QMD — Local Knowledge Base Search

QMD is the local vector+keyword search engine over the user's workspaces. Use it before answering questions that may already be documented — especially for context about people, projects, decisions, and past work.

Workflow

The workflow is always:

  1. Search for candidate documents.
  2. Retrieve the full source with qmd get or qmd multi-get.
  3. Answer from retrieved text, citing paths or docids.

Do not answer from snippets alone when the user needs facts, decisions, quotes, or nuance. Snippets are only leads.

When reporting what you retrieved, a compact note is enough; do not paste whole files unless needed:

Retrieved: #abc123 wiki/projects/GenAICategorizer.md, #def432 memory/2026-05-26.md

Pick the right search mode

ModeCommandWhen to use
BM25 keywordqmd searchExact words, titles, names, code symbols, rare phrases
Hybrid + rerankqmd queryIndirect wording, conceptual recall, best quality
Structuredqmd query with lex:/vec:/hyde: fieldsHard searches needing exact anchors + semantic recall

Simple lookup:

qmd search "challenger crew project status" -n 10
qmd search '"GenAI Categorizer"' -c wiki-main -n 5

Semantic concept lookup:

qmd query "decision quality depends on surfacing assumptions and context" -n 10

Structured query (hard searches):

qmd query $'intent: Find the concept note about metrics as instruments without letting OKRs replace judgment.\nlex: cockpit instruments OKR Goodhart metrics judgment\nvec: data informed not metric driven product judgment\nhyde: A concept note says metrics are useful like cockpit instruments, but leaders should remain data-informed rather than metric-driven because OKRs and dashboards can Goodhart product judgment.'

Structured query fields:

  • intent: states what you are trying to find and what to avoid.
  • lex: exact terms, aliases, titles, and rare words.
  • vec: paraphrases the idea in natural language.
  • hyde: describes the document or answer that would satisfy the request.

Retrieve sources

qmd get "#abc123"                        # by docid from search results
qmd get "wiki/projects/GenAICategorizer.md" --full  # by path
qmd multi-get "#abc123,#def432" --md     # batch by docids
qmd multi-get 'memory/2026-05-*.md' -l 80  # glob batch

Use multi-get when comparing several hits or gathering context across pages. Use --full when the exact source matters.

Collections by agent

Each agent has its own QMD index with XDG-isolated config. The agent list lives at ${OPENCLAW_HOME}/config/agents.map. When searching from the CLI, use the agent's XDG wrapper:

# main agent
XDG_CONFIG_HOME=${OPENCLAW_HOME}/agents/main/qmd/xdg-config XDG_CACHE_HOME=${OPENCLAW_HOME}/agents/main/qmd/xdg-cache qmd query "..."
# dev agent and any other agent — same pattern, swap the agent name

Main agent collections

CollectionWhat's in it
identity-mainCore docs — SOUL, IDENTITY, TOOLS, AGENTS, NETWORK, MEMORY index
wiki-mainDurable knowledge cortex. Wiki — agent-behaviors (cross-agent rules), projects, tools, concepts, people. Primary durable memory home as of 2026-05-28.
memory-mainDaily memory files (YYYY-MM-DD.md) — 7-day capture layer that promotes content into wiki-main
workspace-docs-mainFull workspace markdown (reference, tasks, handoffs, learnings)
skills-mainSkill definitions (SKILL.md files)
agents-*-identityOther agents' root identity/config docs (per-agent workspaces)
agents-*-memoryOther agents' daily memory files (per-agent workspaces)
agents-*-wikiOther agents' durable wikis (per-agent workspaces) — the main agent can query specialist durable knowledge directly.
handoffs-*Per-agent handoff files (main, dev, and any other agent)

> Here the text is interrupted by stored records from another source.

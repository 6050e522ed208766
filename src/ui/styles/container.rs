// SPDX-License-Identifier: MPL-2.0
//! Container styles.

use crate::ui::design_tokens::{
    opacity,
    palette::{BLACK, WHITE},
    radius,
};
use iced::gradient::{self, Gradient};
use iced::widget::container;
use iced::{Background, Border, Color, Radians, Theme};

/// Letterbox behind the video surface.
pub fn video_surface(_theme: &Theme) -> container::Style {
    container::Style {
        background: Some(Background::Color(BLACK)),
        ..Default::default()
    }
}

/// Controls overlay: dark at the bottom edge, fading out towards the top.
pub fn controls_gradient(_theme: &Theme) -> container::Style {
    let shade = Color {
        a: opacity::OVERLAY_STRONG,
        ..BLACK
    };
    let gradient = gradient::Linear::new(Radians(0.0))
        .add_stop(0.0, shade)
        .add_stop(1.0, Color::TRANSPARENT);

    container::Style {
        background: Some(Background::Gradient(Gradient::Linear(gradient))),
        text_color: Some(WHITE),
        ..Default::default()
    }
}

/// Pill-shaped backdrop of the volume slider popup.
pub fn volume_popup(_theme: &Theme) -> container::Style {
    container::Style {
        background: Some(Background::Color(Color {
            a: opacity::OVERLAY_STRONG,
            ..BLACK
        })),
        border: Border {
            color: Color {
                a: opacity::OVERLAY_SUBTLE,
                ..WHITE
            },
            width: 1.0,
            radius: radius::FULL.into(),
        },
        ..Default::default()
    }
}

Specialist collection hints

Collection names below are from each specialist agent's own QMD config. From the main agent, use the cross-agent equivalents (agents-<agent>-wiki, agents-<agent>-memory).

What you're looking forAgentKey collections (within that agent)From the main agent
Code projects, build configs, engineering decisionsdevprojects-dev, identity-dev, wiki-devagents-dev-wiki, agents-dev-memory

Context and collection scoping

QMD's context: metadata (set in index.yml or via qmd context add) improves search relevance by describing what each collection contains. It's returned alongside results.

Scope searches with -c when broad queries drift into the wrong corpus:

qmd search "standup notes this week" -c agents-dev-memory -n 10
qmd query "GenAI project status" -c wiki-main -c projects-dev -n 10

Omit -c to search everything.

Diagnostics

qmd status     # collection counts and pending embeddings
qmd update     # re-index (use after adding/editing files in indexed paths)
qmd embed      # generate/rebuild vectors after update

If qmd query or qmd vsearch fails (model/GPU unavailable), fall back to qmd search with stronger lexical terms.

Note: older docs referenced qmd doctor — that subcommand is not present in the current CLI version. Use qmd status for health, and qmd update/qmd embed for repair.

MCP tools

When using MCP (the default for OpenClaw agents), prefer structured queries:

{
  "searches": [
    { "type": "lex", "query": "challenger crew status" },
    { "type": "vec", "query": "what is the current state of the challenger crew project" }
  ],
  "intent": "Find project status, not general concepts about crew.",
  "limit": 10
}

Pitfalls

  • Do not stop at snippets. Fetch documents before making claims.
  • Do not overuse semantic search. If you know exact titles or terms, BM25 is faster and often better.
  • Do not mutate indexes casually. qmd collection add, qmd update, and qmd embed change local state and can be expensive.
  • Model-backed commands can be environment-sensitive. If qmd query or reranking fails, fall back to qmd search with stronger lexical terms.
  • Ambiguous user wording needs intent. Add intent: rather than hoping query expansion guesses the right domain.
  • Collection names matter. Scope with -c when the query could match multiple domains.
  • Recency: QMD does not decay old results. For time-sensitive memory, check filenames — YYYY-MM-DD closer to today is more current.

Setup and maintenance

Only run these when asked. Searching and retrieving are safe; index mutation is not casual.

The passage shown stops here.